**Assigned task**
Find the string "PendingModel" in the records. Copy every line it appears in.

Saved data entries:
━━━━

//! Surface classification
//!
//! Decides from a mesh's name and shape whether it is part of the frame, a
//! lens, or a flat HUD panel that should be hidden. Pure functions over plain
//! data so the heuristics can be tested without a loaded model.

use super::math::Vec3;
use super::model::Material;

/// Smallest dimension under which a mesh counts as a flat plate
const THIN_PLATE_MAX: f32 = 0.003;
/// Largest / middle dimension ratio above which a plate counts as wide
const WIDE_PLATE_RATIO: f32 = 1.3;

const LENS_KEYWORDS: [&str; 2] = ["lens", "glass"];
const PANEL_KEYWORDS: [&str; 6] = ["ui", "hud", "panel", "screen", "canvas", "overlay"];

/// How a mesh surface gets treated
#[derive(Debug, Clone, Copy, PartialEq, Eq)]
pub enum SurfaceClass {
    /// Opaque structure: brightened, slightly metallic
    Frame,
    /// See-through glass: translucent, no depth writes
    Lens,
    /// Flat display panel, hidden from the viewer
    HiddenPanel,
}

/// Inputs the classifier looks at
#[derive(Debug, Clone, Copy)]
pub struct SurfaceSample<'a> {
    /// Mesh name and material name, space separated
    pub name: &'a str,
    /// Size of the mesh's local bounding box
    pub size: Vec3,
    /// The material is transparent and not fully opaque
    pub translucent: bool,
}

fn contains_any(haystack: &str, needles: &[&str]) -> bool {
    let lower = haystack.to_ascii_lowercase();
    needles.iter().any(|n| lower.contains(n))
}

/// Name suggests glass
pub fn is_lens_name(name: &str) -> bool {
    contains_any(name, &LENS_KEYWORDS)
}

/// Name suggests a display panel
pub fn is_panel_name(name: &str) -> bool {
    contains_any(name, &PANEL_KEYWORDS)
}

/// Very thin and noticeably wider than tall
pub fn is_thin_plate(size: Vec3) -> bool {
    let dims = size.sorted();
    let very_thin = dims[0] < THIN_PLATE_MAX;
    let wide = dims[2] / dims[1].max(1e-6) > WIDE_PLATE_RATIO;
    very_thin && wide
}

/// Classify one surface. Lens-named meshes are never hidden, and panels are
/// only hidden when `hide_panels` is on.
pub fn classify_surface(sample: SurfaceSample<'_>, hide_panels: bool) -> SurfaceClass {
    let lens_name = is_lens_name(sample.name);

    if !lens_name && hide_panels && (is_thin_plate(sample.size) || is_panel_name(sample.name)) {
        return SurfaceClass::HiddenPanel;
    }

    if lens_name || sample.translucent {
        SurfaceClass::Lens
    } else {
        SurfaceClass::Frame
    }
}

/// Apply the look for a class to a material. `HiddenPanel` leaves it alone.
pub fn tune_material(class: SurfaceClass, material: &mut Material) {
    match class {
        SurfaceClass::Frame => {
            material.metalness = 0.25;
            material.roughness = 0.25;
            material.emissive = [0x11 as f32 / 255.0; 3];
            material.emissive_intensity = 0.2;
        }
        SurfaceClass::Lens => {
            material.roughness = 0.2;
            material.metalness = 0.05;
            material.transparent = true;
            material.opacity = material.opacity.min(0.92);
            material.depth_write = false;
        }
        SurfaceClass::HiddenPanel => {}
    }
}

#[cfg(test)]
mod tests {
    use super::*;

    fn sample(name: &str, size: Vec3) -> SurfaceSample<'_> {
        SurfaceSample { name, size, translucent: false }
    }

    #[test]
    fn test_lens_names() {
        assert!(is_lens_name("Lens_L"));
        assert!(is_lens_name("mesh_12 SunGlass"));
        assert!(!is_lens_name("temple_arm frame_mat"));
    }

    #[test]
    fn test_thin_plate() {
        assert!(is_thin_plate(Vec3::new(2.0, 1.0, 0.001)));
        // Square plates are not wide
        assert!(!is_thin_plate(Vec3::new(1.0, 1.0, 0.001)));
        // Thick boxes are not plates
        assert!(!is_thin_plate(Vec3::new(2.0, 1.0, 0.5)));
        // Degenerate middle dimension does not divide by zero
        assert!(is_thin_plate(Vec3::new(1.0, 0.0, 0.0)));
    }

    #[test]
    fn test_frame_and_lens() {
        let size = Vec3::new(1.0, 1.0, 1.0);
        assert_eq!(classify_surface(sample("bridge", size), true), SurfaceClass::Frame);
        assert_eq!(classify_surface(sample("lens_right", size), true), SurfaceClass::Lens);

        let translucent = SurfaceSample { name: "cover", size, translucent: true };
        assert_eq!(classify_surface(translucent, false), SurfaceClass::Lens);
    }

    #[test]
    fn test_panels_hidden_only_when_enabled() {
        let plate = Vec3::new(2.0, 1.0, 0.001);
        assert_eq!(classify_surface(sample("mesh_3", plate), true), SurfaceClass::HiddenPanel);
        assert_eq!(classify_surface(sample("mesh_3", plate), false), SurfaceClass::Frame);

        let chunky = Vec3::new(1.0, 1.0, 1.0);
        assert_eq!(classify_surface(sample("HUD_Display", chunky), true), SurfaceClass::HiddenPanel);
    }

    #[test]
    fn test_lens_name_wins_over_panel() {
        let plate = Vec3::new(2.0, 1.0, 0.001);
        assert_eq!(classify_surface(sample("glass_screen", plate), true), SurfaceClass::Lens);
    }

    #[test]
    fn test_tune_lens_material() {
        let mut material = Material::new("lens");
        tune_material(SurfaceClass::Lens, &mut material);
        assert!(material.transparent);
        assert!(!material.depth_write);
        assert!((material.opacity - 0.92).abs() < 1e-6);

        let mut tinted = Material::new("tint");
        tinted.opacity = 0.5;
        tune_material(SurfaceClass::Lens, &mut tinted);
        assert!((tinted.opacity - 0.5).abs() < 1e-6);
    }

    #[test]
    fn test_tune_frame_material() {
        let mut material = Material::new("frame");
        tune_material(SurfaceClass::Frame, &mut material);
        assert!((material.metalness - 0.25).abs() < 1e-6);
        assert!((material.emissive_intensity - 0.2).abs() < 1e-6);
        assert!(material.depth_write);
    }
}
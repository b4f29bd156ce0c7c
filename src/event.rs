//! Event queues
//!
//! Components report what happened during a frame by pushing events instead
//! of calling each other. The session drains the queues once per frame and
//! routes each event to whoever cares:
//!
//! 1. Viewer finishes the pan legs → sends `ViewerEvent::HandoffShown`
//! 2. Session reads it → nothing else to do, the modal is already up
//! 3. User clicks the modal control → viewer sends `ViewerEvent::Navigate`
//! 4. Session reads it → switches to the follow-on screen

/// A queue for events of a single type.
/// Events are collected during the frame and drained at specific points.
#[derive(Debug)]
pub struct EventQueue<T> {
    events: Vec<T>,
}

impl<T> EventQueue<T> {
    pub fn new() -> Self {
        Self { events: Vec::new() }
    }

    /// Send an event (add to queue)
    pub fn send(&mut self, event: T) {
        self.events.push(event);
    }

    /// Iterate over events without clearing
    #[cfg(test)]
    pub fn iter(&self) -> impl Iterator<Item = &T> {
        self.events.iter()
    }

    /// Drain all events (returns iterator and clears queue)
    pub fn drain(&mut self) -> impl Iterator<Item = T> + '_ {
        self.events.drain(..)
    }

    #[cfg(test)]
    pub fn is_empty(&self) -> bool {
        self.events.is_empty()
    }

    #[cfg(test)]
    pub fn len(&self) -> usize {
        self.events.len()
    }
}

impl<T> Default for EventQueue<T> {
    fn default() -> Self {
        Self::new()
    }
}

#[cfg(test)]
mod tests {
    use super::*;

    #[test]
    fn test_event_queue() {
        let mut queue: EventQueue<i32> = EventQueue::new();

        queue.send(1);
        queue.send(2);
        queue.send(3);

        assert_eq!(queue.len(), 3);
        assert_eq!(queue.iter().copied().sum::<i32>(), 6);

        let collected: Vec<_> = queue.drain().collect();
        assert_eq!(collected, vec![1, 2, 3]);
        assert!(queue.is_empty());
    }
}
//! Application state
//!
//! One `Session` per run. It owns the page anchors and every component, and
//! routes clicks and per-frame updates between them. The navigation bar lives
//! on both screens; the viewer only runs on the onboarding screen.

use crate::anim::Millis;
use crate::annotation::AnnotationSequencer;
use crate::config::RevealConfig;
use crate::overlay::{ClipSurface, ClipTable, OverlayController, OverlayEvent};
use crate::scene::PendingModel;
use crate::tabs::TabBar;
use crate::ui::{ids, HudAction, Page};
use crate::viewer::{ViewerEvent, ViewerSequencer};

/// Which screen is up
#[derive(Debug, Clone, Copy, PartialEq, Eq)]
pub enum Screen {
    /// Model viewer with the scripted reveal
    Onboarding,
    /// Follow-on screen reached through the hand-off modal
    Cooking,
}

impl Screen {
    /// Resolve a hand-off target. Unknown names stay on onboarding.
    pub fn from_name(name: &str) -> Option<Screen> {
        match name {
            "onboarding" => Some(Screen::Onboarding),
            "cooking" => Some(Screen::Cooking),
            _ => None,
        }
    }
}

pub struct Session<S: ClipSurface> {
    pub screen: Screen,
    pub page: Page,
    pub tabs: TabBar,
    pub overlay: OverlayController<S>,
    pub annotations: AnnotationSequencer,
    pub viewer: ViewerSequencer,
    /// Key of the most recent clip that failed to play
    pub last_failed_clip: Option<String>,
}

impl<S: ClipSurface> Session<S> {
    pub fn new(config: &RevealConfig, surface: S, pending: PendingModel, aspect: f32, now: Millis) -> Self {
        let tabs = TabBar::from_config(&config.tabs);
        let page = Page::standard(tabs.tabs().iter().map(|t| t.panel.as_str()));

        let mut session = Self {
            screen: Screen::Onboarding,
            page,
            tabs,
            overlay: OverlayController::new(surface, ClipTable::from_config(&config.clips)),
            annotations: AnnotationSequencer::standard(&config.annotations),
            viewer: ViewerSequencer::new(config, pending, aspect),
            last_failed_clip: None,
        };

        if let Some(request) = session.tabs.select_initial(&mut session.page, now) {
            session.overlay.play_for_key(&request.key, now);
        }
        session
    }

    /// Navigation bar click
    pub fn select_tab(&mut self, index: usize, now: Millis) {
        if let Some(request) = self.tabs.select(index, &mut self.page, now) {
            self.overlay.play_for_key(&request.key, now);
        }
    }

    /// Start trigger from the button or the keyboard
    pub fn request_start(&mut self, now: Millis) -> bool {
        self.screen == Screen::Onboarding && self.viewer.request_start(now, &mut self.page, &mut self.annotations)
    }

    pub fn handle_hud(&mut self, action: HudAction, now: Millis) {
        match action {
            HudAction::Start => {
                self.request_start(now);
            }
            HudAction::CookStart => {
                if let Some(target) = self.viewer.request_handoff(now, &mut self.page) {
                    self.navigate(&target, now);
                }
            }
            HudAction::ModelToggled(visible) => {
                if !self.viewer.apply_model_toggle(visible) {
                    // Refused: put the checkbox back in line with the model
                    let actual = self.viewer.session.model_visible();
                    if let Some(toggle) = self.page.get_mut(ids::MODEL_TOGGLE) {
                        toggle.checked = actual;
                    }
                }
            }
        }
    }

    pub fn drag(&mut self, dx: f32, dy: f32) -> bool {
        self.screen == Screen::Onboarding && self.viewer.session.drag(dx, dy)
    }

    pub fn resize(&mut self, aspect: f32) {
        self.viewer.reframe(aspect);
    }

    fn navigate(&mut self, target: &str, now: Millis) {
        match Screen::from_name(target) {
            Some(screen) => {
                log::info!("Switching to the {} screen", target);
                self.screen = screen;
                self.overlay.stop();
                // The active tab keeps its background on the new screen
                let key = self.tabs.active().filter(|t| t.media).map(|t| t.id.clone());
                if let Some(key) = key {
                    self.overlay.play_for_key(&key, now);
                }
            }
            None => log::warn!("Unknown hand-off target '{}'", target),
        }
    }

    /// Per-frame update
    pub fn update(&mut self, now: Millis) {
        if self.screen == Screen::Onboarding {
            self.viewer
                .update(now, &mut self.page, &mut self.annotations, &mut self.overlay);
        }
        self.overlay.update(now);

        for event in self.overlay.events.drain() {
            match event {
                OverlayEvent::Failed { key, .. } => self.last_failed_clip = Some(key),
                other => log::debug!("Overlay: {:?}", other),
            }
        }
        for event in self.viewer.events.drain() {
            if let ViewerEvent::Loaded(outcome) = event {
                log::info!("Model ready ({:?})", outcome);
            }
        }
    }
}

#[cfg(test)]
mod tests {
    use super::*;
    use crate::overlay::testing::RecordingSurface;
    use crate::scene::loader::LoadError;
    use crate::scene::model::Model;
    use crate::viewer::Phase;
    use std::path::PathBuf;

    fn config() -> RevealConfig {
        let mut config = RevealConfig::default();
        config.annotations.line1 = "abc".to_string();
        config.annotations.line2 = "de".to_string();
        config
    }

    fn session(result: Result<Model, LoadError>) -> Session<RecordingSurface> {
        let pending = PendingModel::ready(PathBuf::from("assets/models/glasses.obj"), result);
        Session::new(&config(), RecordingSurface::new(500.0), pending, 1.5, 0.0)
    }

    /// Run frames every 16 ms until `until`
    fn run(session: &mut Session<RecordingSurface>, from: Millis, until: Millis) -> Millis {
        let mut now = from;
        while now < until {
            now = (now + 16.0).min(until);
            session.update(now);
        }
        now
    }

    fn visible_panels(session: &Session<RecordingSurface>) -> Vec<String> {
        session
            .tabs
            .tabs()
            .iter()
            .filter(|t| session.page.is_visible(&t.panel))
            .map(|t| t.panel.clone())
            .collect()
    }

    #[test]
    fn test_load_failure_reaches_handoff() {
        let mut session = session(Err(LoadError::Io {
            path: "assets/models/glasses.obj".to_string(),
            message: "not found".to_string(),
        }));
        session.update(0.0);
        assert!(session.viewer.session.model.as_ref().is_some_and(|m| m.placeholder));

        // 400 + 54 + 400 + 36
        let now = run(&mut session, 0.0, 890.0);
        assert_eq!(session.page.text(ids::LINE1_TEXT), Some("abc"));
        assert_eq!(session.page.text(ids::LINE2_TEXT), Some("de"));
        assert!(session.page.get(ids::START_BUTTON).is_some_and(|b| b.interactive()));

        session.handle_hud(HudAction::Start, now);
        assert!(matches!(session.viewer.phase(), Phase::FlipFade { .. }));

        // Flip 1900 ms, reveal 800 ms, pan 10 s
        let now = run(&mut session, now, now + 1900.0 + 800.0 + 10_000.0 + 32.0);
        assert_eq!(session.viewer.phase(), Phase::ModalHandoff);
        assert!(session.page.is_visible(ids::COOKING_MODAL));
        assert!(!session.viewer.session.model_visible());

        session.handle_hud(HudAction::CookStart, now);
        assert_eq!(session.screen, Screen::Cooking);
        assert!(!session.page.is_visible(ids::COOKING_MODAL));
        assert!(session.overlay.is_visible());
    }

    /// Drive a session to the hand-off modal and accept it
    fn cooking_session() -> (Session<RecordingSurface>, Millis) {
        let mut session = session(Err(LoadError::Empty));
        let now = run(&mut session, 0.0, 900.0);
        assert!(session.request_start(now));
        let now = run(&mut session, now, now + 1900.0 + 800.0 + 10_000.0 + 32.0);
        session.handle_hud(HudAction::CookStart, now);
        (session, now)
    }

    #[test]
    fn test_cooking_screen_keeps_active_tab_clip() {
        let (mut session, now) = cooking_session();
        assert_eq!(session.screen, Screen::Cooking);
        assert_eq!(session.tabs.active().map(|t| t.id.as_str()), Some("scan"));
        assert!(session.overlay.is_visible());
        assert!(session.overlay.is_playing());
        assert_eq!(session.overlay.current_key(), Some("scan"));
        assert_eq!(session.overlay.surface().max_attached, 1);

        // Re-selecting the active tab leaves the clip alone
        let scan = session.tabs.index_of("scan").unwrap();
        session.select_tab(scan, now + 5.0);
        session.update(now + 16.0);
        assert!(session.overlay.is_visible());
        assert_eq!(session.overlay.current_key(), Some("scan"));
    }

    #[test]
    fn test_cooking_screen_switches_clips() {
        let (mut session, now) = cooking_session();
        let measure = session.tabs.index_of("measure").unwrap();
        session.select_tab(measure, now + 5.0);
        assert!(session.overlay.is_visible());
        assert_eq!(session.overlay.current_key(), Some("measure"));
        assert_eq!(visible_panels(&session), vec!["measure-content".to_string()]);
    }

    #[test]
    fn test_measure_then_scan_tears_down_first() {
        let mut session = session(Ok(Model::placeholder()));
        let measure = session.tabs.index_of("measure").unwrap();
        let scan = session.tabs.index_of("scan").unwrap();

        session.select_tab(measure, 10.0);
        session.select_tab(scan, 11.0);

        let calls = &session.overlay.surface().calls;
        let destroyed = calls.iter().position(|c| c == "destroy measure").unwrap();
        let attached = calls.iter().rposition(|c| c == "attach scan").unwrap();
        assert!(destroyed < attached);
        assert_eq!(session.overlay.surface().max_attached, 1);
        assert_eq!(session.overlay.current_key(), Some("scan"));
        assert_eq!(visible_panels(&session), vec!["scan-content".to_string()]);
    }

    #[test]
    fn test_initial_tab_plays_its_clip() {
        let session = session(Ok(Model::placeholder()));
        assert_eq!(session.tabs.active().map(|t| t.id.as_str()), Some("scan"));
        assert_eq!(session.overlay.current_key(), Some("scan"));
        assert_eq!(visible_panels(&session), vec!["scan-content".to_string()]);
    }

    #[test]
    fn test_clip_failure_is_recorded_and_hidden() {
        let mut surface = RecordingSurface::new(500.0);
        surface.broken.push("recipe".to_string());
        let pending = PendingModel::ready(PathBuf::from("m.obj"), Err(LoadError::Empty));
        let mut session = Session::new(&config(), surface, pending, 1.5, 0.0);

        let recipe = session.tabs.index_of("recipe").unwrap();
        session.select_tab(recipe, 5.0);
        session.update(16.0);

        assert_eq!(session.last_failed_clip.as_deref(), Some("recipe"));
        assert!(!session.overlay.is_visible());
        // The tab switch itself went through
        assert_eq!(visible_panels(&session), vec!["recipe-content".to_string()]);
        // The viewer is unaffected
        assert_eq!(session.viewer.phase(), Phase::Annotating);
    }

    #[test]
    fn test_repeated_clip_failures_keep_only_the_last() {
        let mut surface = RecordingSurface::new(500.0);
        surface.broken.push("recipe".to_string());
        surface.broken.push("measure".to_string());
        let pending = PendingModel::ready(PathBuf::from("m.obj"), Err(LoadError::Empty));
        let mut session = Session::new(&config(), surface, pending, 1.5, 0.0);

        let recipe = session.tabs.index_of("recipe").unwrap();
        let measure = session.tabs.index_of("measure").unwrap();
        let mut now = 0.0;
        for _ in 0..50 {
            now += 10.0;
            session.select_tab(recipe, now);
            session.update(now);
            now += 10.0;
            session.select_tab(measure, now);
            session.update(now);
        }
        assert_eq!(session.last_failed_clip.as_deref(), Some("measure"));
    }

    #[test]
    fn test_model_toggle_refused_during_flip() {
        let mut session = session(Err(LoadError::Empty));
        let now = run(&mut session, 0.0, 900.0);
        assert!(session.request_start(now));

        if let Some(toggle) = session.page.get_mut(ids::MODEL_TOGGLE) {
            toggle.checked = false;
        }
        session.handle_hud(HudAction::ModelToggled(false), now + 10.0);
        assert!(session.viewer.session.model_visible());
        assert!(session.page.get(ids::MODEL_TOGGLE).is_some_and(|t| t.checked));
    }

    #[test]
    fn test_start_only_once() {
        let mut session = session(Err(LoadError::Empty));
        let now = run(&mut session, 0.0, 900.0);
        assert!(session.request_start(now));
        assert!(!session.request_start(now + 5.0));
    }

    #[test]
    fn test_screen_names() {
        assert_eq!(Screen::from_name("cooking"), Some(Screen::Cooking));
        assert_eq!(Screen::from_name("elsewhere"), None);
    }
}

━━━━

**Output**
use crate::scene::PendingModel;
    pub fn new(config: &RevealConfig, surface: S, pending: PendingModel, aspect: f32, now: Millis) -> Self {
        let pending = PendingModel::ready(PathBuf::from("assets/models/glasses.obj"), result);
        let pending = PendingModel::ready(PathBuf::from("m.obj"), Err(LoadError::Empty));
        let pending = PendingModel::ready(PathBuf::from("m.obj"), Err(LoadError::Empty));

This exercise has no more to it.